[Source records]
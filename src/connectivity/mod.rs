//! # Connectivity: link, then session.
//!
//! Link and session callbacks arrive as [`ConnEvent`]s on an `mpsc` channel.
//! The [`ConnectivitySupervisor`] feeds them to the pure [`transition`]
//! function, publishes the resulting [`ConnState`] through [`Readiness`] and
//! executes the requested [`ConnAction`]s.
//!
//! ```text
//! MqttDriver ──┐                                    ┌──► Readiness (AtomicU8)
//! LinkWatcher ─┼──► mpsc<ConnEvent> ──► Supervisor ─┼──► Messaging / Link calls
//! retry timer ─┘                       transition() └──► Bus (ConnectivityChanged, ...)
//! ```

mod machine;
mod state;
mod supervisor;

pub use machine::{ConnAction, ConnEvent, Transition, transition};
pub use state::{ConnState, Readiness};
pub use supervisor::{ConnectivityParams, ConnectivitySupervisor};
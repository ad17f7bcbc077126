//! Reconnect delay policies.
//!
//! ## Contents
//! - [`BackoffPolicy`] how retry delays evolve (first / factor / max + jitter)
//! - [`JitterPolicy`]  randomization strategy to spread reconnects of many devices
//!
//! ## Wiring
//! ```text
//! Config.reconnect: BackoffPolicy
//!      └─► ConnectivitySupervisor on ScheduleRetry:
//!           delay = reconnect.next(attempt); attempt resets when the session comes up
//! ```
//!
//! ## Defaults
//! - `BackoffPolicy::default()` first=100ms, factor=1.0 (constant), max=30s, jitter=None.
//! - `Config::default().reconnect` constant 2s, no jitter.

mod backoff;
mod jitter;

pub use backoff::BackoffPolicy;
pub use jitter::JitterPolicy;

→ Exercise details: Using the data above, report the number of lines that contain the string "constant", and only that number.

→ Response to the exercise: 2